Printable Version
Pronunciation: æ-nê-kê-lu-thahn Hear it!

Part of Speech: Noun

Meaning: 1. An inconsistent sentence structure, e.g. "While in the garden, his shoelaces came untied." 2. An abrupt, midsentence interruption of an utterance with an unrelated one, e.g. "George thinks—but what does George know?—himself gorgeous."

Notes: This is a rhetorical term which should be at home among word-lovers, though it is infrequent (to say the least) among the general populace. When speaking about many of them, you may freely use the Greek plural, anacolutha, or the English one: anacoluthons.

In Play: In the past we have—of course, we don't have to follow tradition—always used the In Play section to give examples of rhetorical devices. That means (how did 'means' come to mean "implies"?) we don't have to do what we are presently doing.

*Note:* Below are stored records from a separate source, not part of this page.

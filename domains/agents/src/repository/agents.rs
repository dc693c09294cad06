//! Agent repository

use crate::domain::entities::Agent;
use chrono::{DateTime, Utc};
use talentlink_common::new_uuid;
use talentlink_store::{
    args, Args, Entity, EntityRepository, ExternalId, MutableEntity, PgRecordStore, RecordStore,
    Result, SqlValue,
};
use uuid::Uuid;

impl Entity for Agent {
    const TABLE: &'static str = "agents";
    const LABEL: &'static str = "AgentRepository";
    const COLUMNS: &'static str = "id, uuid, agent_name, office_location, representative, \
                                   license_number, created_at, updated_at";
    const INSERT_COLUMNS: &'static [&'static str] = &[
        "uuid",
        "agent_name",
        "office_location",
        "representative",
        "license_number",
        "created_at",
        "updated_at",
    ];

    fn insert_args(&self) -> Args {
        args![
            self.uuid,
            &self.agent_name,
            &self.office_location,
            &self.representative,
            &self.license_number,
            self.created_at,
            self.updated_at
        ]
    }

    fn set_id(&mut self, id: i64) {
        self.id = id;
    }

    fn prepare_insert(&mut self, now: DateTime<Utc>) {
        if self.uuid.is_nil() {
            self.uuid = new_uuid();
        }
        self.created_at = now;
        self.updated_at = now;
    }
}

impl ExternalId for Agent {}

impl MutableEntity for Agent {
    fn mutable_columns(&self) -> Vec<(&'static str, SqlValue)> {
        vec![
            ("agent_name", (&self.agent_name).into()),
            ("office_location", (&self.office_location).into()),
            ("representative", (&self.representative).into()),
            ("license_number", (&self.license_number).into()),
        ]
    }
}

#[derive(Clone)]
pub struct AgentRepository<S = PgRecordStore> {
    repo: EntityRepository<Agent, S>,
}

impl<S: RecordStore> AgentRepository<S> {
    pub fn new(store: S) -> Self {
        Self {
            repo: EntityRepository::new(store),
        }
    }

    /// Create a new agent
    pub async fn create(&self, agent: &mut Agent) -> Result<i64> {
        self.repo.create(agent).await
    }

    /// Update agent profile columns
    pub async fn update(&self, id: i64, agent: &Agent) -> Result<u64> {
        self.repo.update(id, agent).await
    }

    pub async fn find_by_id(&self, id: i64) -> Result<Agent> {
        self.repo.find_by_id(id).await
    }

    pub async fn find_by_uuid(&self, uuid: Uuid) -> Result<Agent> {
        self.repo.find_by_uuid(uuid).await
    }

    pub async fn get_by_id_list(&self, ids: &[i64]) -> Result<Vec<Agent>> {
        self.repo.get_by_id_list(ids).await
    }

    pub async fn all(&self) -> Result<Vec<Agent>> {
        self.repo.all().await
    }
}

#[cfg(test)]
mod tests {
    use super::*;
    use talentlink_store::MockRecordStore;

    fn agent() -> Agent {
        Agent::new(
            "Sakura Career".to_string(),
            "Tokyo".to_string(),
            "Sato".to_string(),
            "13-yu-000000".to_string(),
        )
        .unwrap()
    }

    #[test]
    fn test_insert_columns_match_insert_args() {
        assert_eq!(agent().insert_args().len(), Agent::INSERT_COLUMNS.len());
    }

    #[tokio::test]
    async fn test_create_assigns_id_and_uuid() {
        let store = MockRecordStore::new();
        let repo = AgentRepository::new(store.clone());
        let mut record = agent();

        let id = repo.create(&mut record).await.unwrap();

        assert_eq!(record.id, id);
        assert!(!record.uuid.is_nil());
        assert!(store.last_call().unwrap().sql.starts_with("INSERT INTO agents"));
    }

    #[tokio::test]
    async fn test_update_leaves_identifiers_and_created_at() {
        let store = MockRecordStore::new();
        let repo = AgentRepository::new(store.clone());

        repo.update(7, &agent()).await.unwrap();

        let sql = store.last_call().unwrap().sql;
        assert!(sql.starts_with("UPDATE agents SET agent_name = $2"));
        assert!(sql.contains("updated_at = $6"));
        assert!(!sql.contains("uuid"));
        assert!(!sql.contains("created_at"));
    }
}
//! Job information repository

use crate::domain::entities::{JobInformation, RecruitmentState};
use chrono::{DateTime, Utc};
use talentlink_common::new_uuid;
use talentlink_store::{
    args, hierarchy, Args, Entity, EntityRepository, ExternalId, FreeWord, FreeWordTarget,
    MutableEntity, PgRecordStore, RecordStore, Result, SqlValue,
};
use uuid::Uuid;

/// Numeric input matches the listing id, anything else its title
const FREE_WORD_TARGET: FreeWordTarget = FreeWordTarget {
    id_column: "id",
    text_columns: &[&["title"]],
    phone_column: None,
};

const NEWEST_FIRST: &str = "ORDER BY created_at DESC, id DESC";

impl Entity for JobInformation {
    const TABLE: &'static str = "job_informations";
    const LABEL: &'static str = "JobInformationRepository";
    const COLUMNS: &'static str = "id, uuid, billing_address_id, title, recruitment_state, \
                                   expire_at, work_details, number_of_hires, annual_income_min, \
                                   annual_income_max, created_at, updated_at";
    const INSERT_COLUMNS: &'static [&'static str] = &[
        "uuid",
        "billing_address_id",
        "title",
        "recruitment_state",
        "expire_at",
        "work_details",
        "number_of_hires",
        "annual_income_min",
        "annual_income_max",
        "created_at",
        "updated_at",
    ];

    fn insert_args(&self) -> Args {
        args![
            self.uuid,
            self.billing_address_id,
            &self.title,
            self.recruitment_state,
            self.expire_at,
            &self.work_details,
            &self.number_of_hires,
            self.annual_income_min,
            self.annual_income_max,
            self.created_at,
            self.updated_at
        ]
    }

    fn set_id(&mut self, id: i64) {
        self.id = id;
    }

    fn prepare_insert(&mut self, now: DateTime<Utc>) {
        if self.uuid.is_nil() {
            self.uuid = new_uuid();
        }
        self.created_at = now;
        self.updated_at = now;
    }
}

impl ExternalId for JobInformation {}

impl MutableEntity for JobInformation {
    fn mutable_columns(&self) -> Vec<(&'static str, SqlValue)> {
        vec![
            ("billing_address_id", self.billing_address_id.into()),
            ("title", (&self.title).into()),
            ("recruitment_state", self.recruitment_state.into()),
            ("expire_at", self.expire_at.into()),
            ("work_details", (&self.work_details).into()),
            ("number_of_hires", (&self.number_of_hires).into()),
            ("annual_income_min", self.annual_income_min.into()),
            ("annual_income_max", self.annual_income_max.into()),
        ]
    }
}

#[derive(Clone)]
pub struct JobInformationRepository<S = PgRecordStore> {
    repo: EntityRepository<JobInformation, S>,
}

impl<S: RecordStore> JobInformationRepository<S> {
    pub fn new(store: S) -> Self {
        Self {
            repo: EntityRepository::new(store),
        }
    }

    /// Create a new listing
    pub async fn create(&self, job: &mut JobInformation) -> Result<i64> {
        self.repo.create(job).await
    }

    /// Update listing columns (the recruitment state is changed separately)
    pub async fn update(&self, id: i64, job: &JobInformation) -> Result<u64> {
        self.repo.update(id, job).await
    }

    pub async fn update_recruitment_state(
        &self,
        id: i64,
        state: RecruitmentState,
    ) -> Result<u64> {
        self.repo
            .update_columns(
                "update_recruitment_state",
                id,
                vec![("recruitment_state", state.into())],
            )
            .await
    }

    pub async fn find_by_id(&self, id: i64) -> Result<JobInformation> {
        self.repo.find_by_id(id).await
    }

    pub async fn find_by_uuid(&self, uuid: Uuid) -> Result<JobInformation> {
        self.repo.find_by_uuid(uuid).await
    }

    pub async fn get_by_billing_address_id(
        &self,
        billing_address_id: i64,
    ) -> Result<Vec<JobInformation>> {
        self.repo
            .select_where(
                "get_by_billing_address_id",
                "billing_address_id = $1 ORDER BY id ASC",
                args![billing_address_id],
            )
            .await
    }

    pub async fn get_by_enterprise_id(&self, enterprise_id: i64) -> Result<Vec<JobInformation>> {
        let clause = format!(
            "id IN ({}) ORDER BY id ASC",
            hierarchy::job_information_ids_of_enterprise("$1")
        );
        self.repo
            .select_where("get_by_enterprise_id", &clause, args![enterprise_id])
            .await
    }

    /// Every listing under the agent, newest first
    pub async fn get_by_agent_id(&self, agent_id: i64) -> Result<Vec<JobInformation>> {
        let clause = format!(
            "id IN ({}) {NEWEST_FIRST}",
            hierarchy::job_information_ids_of_agent("$1")
        );
        self.repo
            .select_where("get_by_agent_id", &clause, args![agent_id])
            .await
    }

    /// Listings under the agent matching a free word, newest first.
    ///
    /// Numeric input matches the id, other input is a substring of the title.
    /// Empty input returns every listing of the agent.
    pub async fn get_by_agent_id_and_free_word(
        &self,
        agent_id: i64,
        free_word: &str,
    ) -> Result<Vec<JobInformation>> {
        let word = FreeWord::parse(free_word);
        tracing::debug!(agent_id, free_word = ?word, "Searching job information");

        let mut args = Args::new();
        let agent = args.bind(agent_id);
        let mut clause = format!("id IN ({})", hierarchy::job_information_ids_of_agent(&agent));
        if let Some(condition) = FREE_WORD_TARGET.condition(&word, &mut args) {
            clause.push_str(" AND ");
            clause.push_str(&condition);
        }
        clause.push(' ');
        clause.push_str(NEWEST_FIRST);

        self.repo
            .select_where("get_by_agent_id_and_free_word", &clause, args)
            .await
    }

    /// Open listings of allied agents that are not hidden to `agent_id`, newest first
    pub async fn get_alliance_by_agent_id(&self, agent_id: i64) -> Result<Vec<JobInformation>> {
        let clause = format!(
            "id IN ({}) AND recruitment_state = $2 AND id NOT IN ({}) {NEWEST_FIRST}",
            hierarchy::job_information_ids_of_allied_agents("$1"),
            hierarchy::job_information_ids_hidden_to_agent("$1"),
        );
        self.repo
            .select_where(
                "get_alliance_by_agent_id",
                &clause,
                args![agent_id, RecruitmentState::Open],
            )
            .await
    }

    pub async fn get_by_id_list(&self, ids: &[i64]) -> Result<Vec<JobInformation>> {
        self.repo.get_by_id_list(ids).await
    }

    pub async fn delete_by_id(&self, id: i64) -> Result<u64> {
        self.repo.delete_by_id(id).await
    }
}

Word History: Today's Good Word is a transliterated form of Greek anacoluthon, the neuter of anakolouthos "inconsequent" from an- "not" + akolouthos "following". This latter word comprises a sociative prefix a(n)- "(together) with" + keleuthos "way, path". No one knows how keleuthos entered Greek, but the non-negative a(n) seems to have come from Proto-Indo-European sem-/som- "(as) one". In Greek this PIE word became hama "together with" with a combining form (h)a(n)-. It also became homos "same", as in the English borrowings homogenize, homonym, and homophonic. The Latinized form of akolouthos was acolytus, which English borrowed as acolyte "an attendant, assistant". English inherited the PIE word via its Germanic ancestors as same and some. (Gratitude is due Tony Bowden of London for bringing today's arcane Good Word to our attention.)